• Problem requirements
Below are the records; give again exactly the line with "pub async fn get(&self, select: &OhlcvtSelect)", the line with "a caller-held connection.", and each line that lies between them, and nothing besides.

━━━━━ Provided data ━━━━━

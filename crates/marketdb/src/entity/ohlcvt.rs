//! OHLCVT candles: open, high, low, close, volume and trade count per
//! timeframe bucket.

use crate::client::StreamingClient;
use crate::entity::{Page, TradingPairRepo, TradingPairSelect};
use crate::error::{OrmError, OrmResult};
use crate::executor::RecordStream;
use crate::params;
use crate::qb::{self, BuiltQuery, FilterBracket, ValueFilter};
use crate::row::{FromRow, RowExt};
use crate::service::Store;
use chrono::{DateTime, Utc};
use rust_decimal::Decimal;
use serde::{Deserialize, Serialize};
use std::sync::Arc;
use tokio_postgres::Row;

pub const TABLE: &str = "core.ohlcvt";

const COLUMNS: &[&str] = &[
    "id",
    "pair_id",
    "timeframe",
    "open_time",
    "open",
    "high",
    "low",
    "close",
    "volume",
    "trades",
];

#[derive(Debug, Clone, PartialEq, Serialize)]
pub struct Ohlcvt {
    pub id: i64,
    pub pair_id: i64,
    /// Bucket width, e.g. `1m`, `1h`, `1d`.
    pub timeframe: String,
    pub open_time: DateTime<Utc>,
    pub open: Decimal,
    pub high: Decimal,
    pub low: Decimal,
    pub close: Decimal,
    pub volume: Decimal,
    pub trades: i64,
}

impl FromRow for Ohlcvt {
    fn from_row(row: &Row) -> OrmResult<Self> {
        Ok(Self {
            id: row.try_get_column("id")?,
            pair_id: row.try_get_column("pair_id")?,
            timeframe: row.try_get_column("timeframe")?,
            open_time: row.try_get_column("open_time")?,
            open: row.try_get_column("open")?,
            high: row.try_get_column("high")?,
            low: row.try_get_column("low")?,
            close: row.try_get_column("close")?,
            volume: row.try_get_column("volume")?,
            trades: row.try_get_column("trades")?,
        })
    }
}

#[derive(Debug, Clone, Deserialize)]
pub struct NewOhlcvt {
    pub pair_id: i64,
    pub timeframe: String,
    pub open_time: DateTime<Utc>,
    pub open: Decimal,
    pub high: Decimal,
    pub low: Decimal,
    pub close: Decimal,
    pub volume: Decimal,
    pub trades: i64,
}

impl NewOhlcvt {
    /// `low <= open, close <= high`, non-negative volume and trade count.
    pub fn validate(&self) -> OrmResult<()> {
        check_candle(self.open, self.high, self.low, self.close)?;
        if self.volume < Decimal::ZERO || self.trades < 0 {
            return Err(OrmError::validation(format!(
                "negative volume or trade count at {}",
                self.open_time
            )));
        }
        if self.timeframe.trim().is_empty() {
            return Err(OrmError::validation("timeframe must not be empty"));
        }
        Ok(())
    }
}

fn check_candle(open: Decimal, high: Decimal, low: Decimal, close: Decimal) -> OrmResult<()> {
    let within = |v: Decimal| low <= v && v <= high;
    if !(within(open) && within(close)) {
        return Err(OrmError::validation(format!(
            "inconsistent candle: open {open}, high {high}, low {low}, close {close}"
        )));
    }
    Ok(())
}

/// Partial update of a candle that is still forming.
#[derive(Debug, Clone, Default, Deserialize)]
#[serde(default)]
pub struct OhlcvtPatch {
    pub high: Option<Decimal>,
    pub low: Option<Decimal>,
    pub close: Option<Decimal>,
    pub volume: Option<Decimal>,
    pub trades: Option<i64>,
}

impl OhlcvtPatch {
    /// Checks what the patch alone can tell: `low <= close <= high` among the
    /// fields present, non-negative volume and trade count. The stored open
    /// price is not consulted.
    pub fn validate(&self) -> OrmResult<()> {
        let bounds = [
            (self.low, self.high),
            (self.low, self.close),
            (self.close, self.high),
        ];
        for (lower, upper) in bounds {
            if let (Some(lower), Some(upper)) = (lower, upper) {
                if lower > upper {
                    return Err(OrmError::validation(format!(
                        "inconsistent candle patch: high {:?}, low {:?}, close {:?}",
                        self.high, self.low, self.close
                    )));
                }
            }
        }
        if self.volume.is_some_and(|v| v < Decimal::ZERO) || self.trades.is_some_and(|t| t < 0) {
            return Err(OrmError::validation("negative volume or trade count in candle patch"));
        }
        Ok(())
    }
}

#[derive(Debug, Clone, PartialEq, Eq)]
pub enum OhlcvtSelect {
    ById(i64),
    ByKey {
        pair_id: i64,
        timeframe: String,
        open_time: DateTime<Utc>,
    },
}

#[derive(Debug, Clone, Default, Deserialize)]
#[serde(default)]
pub struct OhlcvtFilter {
    pub pair_id: Option<i64>,
    pub timeframe: Option<String>,
    pub open_time: Vec<ValueFilter<DateTime<Utc>>>,
    pub trades: Vec<ValueFilter<i64>>,
    pub page: Page,
}

/// Multi-row `INSERT` for a batch of candles, numbered row by row.
///
/// An empty batch is a validation error. Candles are not validated here;
/// [`OhlcvtRepo::create_many`] does that before calling in.
pub fn insert_many_query(candles: &[NewOhlcvt]) -> OrmResult<BuiltQuery> {
    if candles.is_empty() {
        return Err(OrmError::validation("no candles to insert"));
    }
    let mut qb = qb::insert(TABLE);
    qb.set_insert_field(&COLUMNS[1..]);
    for c in candles {
        qb.set_insert_values(params![
            c.pair_id,
            c.timeframe.clone(),
            c.open_time,
            c.open,
            c.high,
            c.low,
            c.close,
            c.volume,
            c.trades
        ])?;
    }
    qb.set_return_fields(COLUMNS);
    qb.generate_sql()
}

/// Validated partial update by id.
pub fn update_query(id: i64, patch: &OhlcvtPatch) -> OrmResult<BuiltQuery> {
    patch.validate()?;
    let mut qb = qb::update(TABLE);
    qb.set_update_opt("high", patch.high)
        .set_update_opt("low", patch.low)
        .set_update_opt("close", patch.close)
        .set_update_opt("volume", patch.volume)
        .set_update_opt("trades", patch.trades)
        .and_where_value("id = ?", id)
        .set_return_fields(COLUMNS);
    qb.generate_sql()
}

pub fn select_query(select: &OhlcvtSelect) -> OrmResult<BuiltQuery> {
    let mut qb = qb::select(TABLE);
    qb.select(COLUMNS);
    match select {
        OhlcvtSelect::ById(id) => {
            qb.and_where_value("id = ?", *id);
        }
        OhlcvtSelect::ByKey {
            pair_id,
            timeframe,
            open_time,
        } => {
            qb.and_where_value("pair_id = ?", *pair_id)
                .and_where_value("timeframe = ?", timeframe.clone())
                .and_where_value("open_time = ?", *open_time);
        }
    }
    qb.generate_sql()
}

/// Candles in `open_time` order. `open_time` and `trades` take lists of
/// values and ranges, each list OR-ed inside its own bracket.
pub fn list_query(filter: &OhlcvtFilter) -> OrmResult<BuiltQuery> {
    let mut qb = qb::select(TABLE);
    qb.select(COLUMNS)
        .and_where_opt("pair_id = ?", filter.pair_id)
        .and_where_opt("timeframe = ?", filter.timeframe.clone())
        .and_bracket(FilterBracket::any_of("open_time", filter.open_time.iter().cloned()))
        .and_bracket(FilterBracket::any_of("trades", filter.trades.iter().cloned()))
        .order_by("open_time ASC");
    filter.page.apply(&mut qb);
    qb.generate_sql()
}

#[derive(Clone)]
pub struct OhlcvtRepo {
    store: Arc<Store>,
    pairs: TradingPairRepo,
}

impl OhlcvtRepo {
    pub fn new(store: Arc<Store>, pairs: TradingPairRepo) -> Self {
        Self { store, pairs }
    }

    pub async fn create(&self, new: &NewOhlcvt) -> OrmResult<Ohlcvt> {
        let mut created = self.create_many(std::slice::from_ref(new)).await?;
        created
            .pop()
            .ok_or_else(|| OrmError::Other("insert returned no row".to_string()))
    }

    /// Insert candles in one statement.
    ///
    /// All candles of a batch must belong to the same pair.
    pub async fn create_many(&self, candles: &[NewOhlcvt]) -> OrmResult<Vec<Ohlcvt>> {
        let Some(first) = candles.first() else {
            return Ok(Vec::new());
        };
        if let Some(other) = candles.iter().find(|c| c.pair_id != first.pair_id) {
            return Err(OrmError::validation(format!(
                "candle batch mixes pairs {} and {}",
                first.pair_id, other.pair_id
            )));
        }
        for candle in candles {
            candle.validate()?;
        }
        self.pairs
            .find(&TradingPairSelect::ById(first.pair_id))
            .await?
            .require("trading pair")?;

        let built = insert_many_query(candles)?;
        let mut client = self.store.client().await?;
        self.store
            .executor()
            .write(&mut client, "ohlcvt.create_many", &built)
            .await
    }

    pub async fn update(&self, id: i64, patch: &OhlcvtPatch) -> OrmResult<Ohlcvt> {
        let built = update_query(id, patch)?;
        let mut client = self.store.client().await?;
        self.store
            .executor()
            .write_one(&mut client, "ohlcvt.update", &built)
            .await
    }

    pub async fn get(&self, select: &OhlcvtSelect) -> OrmResult<Ohlcvt> {
        let built = select_query(select)?;
        let client = self.store.client().await?;
        self.store
            .executor()
            .fetch_one(&client, "ohlcvt.get", &built)
            .await
    }

    pub async fn list(&self, filter: &OhlcvtFilter) -> OrmResult<Vec<Ohlcvt>> {
        let built = list_query(filter)?;
        let client = self.store.client().await?;
        self.store
            .executor()
            .fetch_all(&client, "ohlcvt.list", &built)
            .await
    }

    /// Stream matching candles over a caller-held connection.
    pub async fn list_stream<C: StreamingClient>(
        &self,
        conn: &C,
        filter: &OhlcvtFilter,
    ) -> OrmResult<RecordStream<Ohlcvt>> {
        let built = list_query(filter)?;
        self.store
            .executor()
            .fetch_stream(conn, "ohlcvt.list_stream", &built)
            .await
    }
}

#[cfg(test)]
mod tests {
    use super::*;
    use chrono::TimeZone;

    fn candle(minute: u32) -> NewOhlcvt {
        NewOhlcvt {
            pair_id: 3,
            timeframe: "1m".into(),
            open_time: Utc.with_ymd_and_hms(2024, 3, 1, 12, minute, 0).unwrap(),
            open: Decimal::new(100, 0),
            high: Decimal::new(110, 0),
            low: Decimal::new(95, 0),
            close: Decimal::new(105, 0),
            volume: Decimal::new(125, 1),
            trades: 42,
        }
    }

    #[test]
    fn test_insert_many_two_candles() {
        let built = insert_many_query(&[candle(0), candle(1)]).unwrap();
        assert!(built.sql.starts_with(
            "INSERT INTO core.ohlcvt \
             (pair_id, timeframe, open_time, open, high, low, close, volume, trades) \
             VALUES ($1, $2, $3, $4, $5, $6, $7, $8, $9), ($10, $11, $12, $13, $14, $15, $16, $17, $18)"
        ));
        assert_eq!(built.args.len(), 18);
        assert_eq!(built.args.describe()[10], "1m");
    }

    #[test]
    fn test_candle_validation() {
        assert!(candle(0).validate().is_ok());

        let mut broken = candle(0);
        broken.close = Decimal::new(120, 0);
        assert!(matches!(broken.validate(), Err(OrmError::Validation(_))));

        let mut negative = candle(0);
        negative.trades = -1;
        assert!(negative.validate().is_err());
    }

    #[test]
    fn test_patch_validation() {
        let patch: OhlcvtPatch = serde_json::from_str(r#"{"high": "1", "low": "5"}"#).unwrap();
        assert!(matches!(patch.validate(), Err(OrmError::Validation(_))));
        assert!(matches!(update_query(9, &patch), Err(OrmError::Validation(_))));

        let close_above_high = OhlcvtPatch {
            high: Some(Decimal::new(110, 0)),
            close: Some(Decimal::new(111, 0)),
            ..Default::default()
        };
        assert!(close_above_high.validate().is_err());

        let negative_volume = OhlcvtPatch {
            volume: Some(Decimal::new(-1, 0)),
            ..Default::default()
        };
        assert!(negative_volume.validate().is_err());

        let ok = OhlcvtPatch {
            high: Some(Decimal::new(112, 0)),
            close: Some(Decimal::new(111, 0)),
            trades: Some(43),
            ..Default::default()
        };
        let built = update_query(9, &ok).unwrap();
        assert!(built
            .sql
            .starts_with("UPDATE core.ohlcvt SET high = $1, close = $2, trades = $3 WHERE (id = $4)"));
    }

    #[test]
    fn test_list_trade_count_ranges() {
        let filter = OhlcvtFilter {
            pair_id: Some(3),
            timeframe: Some("1h".into()),
            trades: vec![ValueFilter::at_least(1000), ValueFilter::from(10..=20)],
            ..Default::default()
        };
        let built = list_query(&filter).unwrap();
        assert!(built.sql.ends_with(
            "FROM core.ohlcvt WHERE (pair_id = $1 AND timeframe = $2 AND \
             (trades >= $3 OR (trades >= $4 AND trades <= $5))) ORDER BY open_time ASC"
        ));
        assert_eq!(built.args.describe(), vec!["3", "1h", "1000", "10", "20"]);
    }

    #[test]
    fn test_trade_filter_from_json() {
        let filter: OhlcvtFilter = serde_json::from_str(
            r#"{"trades": [{"single": 7}, {"range": {"lower": {"Excluded": 50}, "upper": "Unbounded"}}]}"#,
        )
        .unwrap();
        let built = list_query(&filter).unwrap();
        assert!(built.sql.contains("WHERE ((trades = $1 OR trades > $2))"));
    }

    #[test]
    fn test_select_by_key() {
        let built = select_query(&OhlcvtSelect::ByKey {
            pair_id: 3,
            timeframe: "1d".into(),
            open_time: Utc.with_ymd_and_hms(2024, 3, 1, 0, 0, 0).unwrap(),
        })
        .unwrap();
        assert!(built
            .sql
            .ends_with("WHERE (pair_id = $1 AND timeframe = $2 AND open_time = $3)"));
        assert_eq!(
            built.description,
            "pair_id = 3 AND timeframe = 1d AND open_time = 2024-03-01T00:00:00Z"
        );
    }
}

━━━━━

• Exercise output
    pub async fn get(&self, select: &OhlcvtSelect) -> OrmResult<Ohlcvt> {
        let built = select_query(select)?;
        let client = self.store.client().await?;
        self.store
            .executor()
            .fetch_one(&client, "ohlcvt.get", &built)
            .await
    }

    pub async fn list(&self, filter: &OhlcvtFilter) -> OrmResult<Vec<Ohlcvt>> {
        let built = list_query(filter)?;
        let client = self.store.client().await?;
        self.store
            .executor()
            .fetch_all(&client, "ohlcvt.list", &built)
            .await
    }

    /// Stream matching candles over a caller-held connection.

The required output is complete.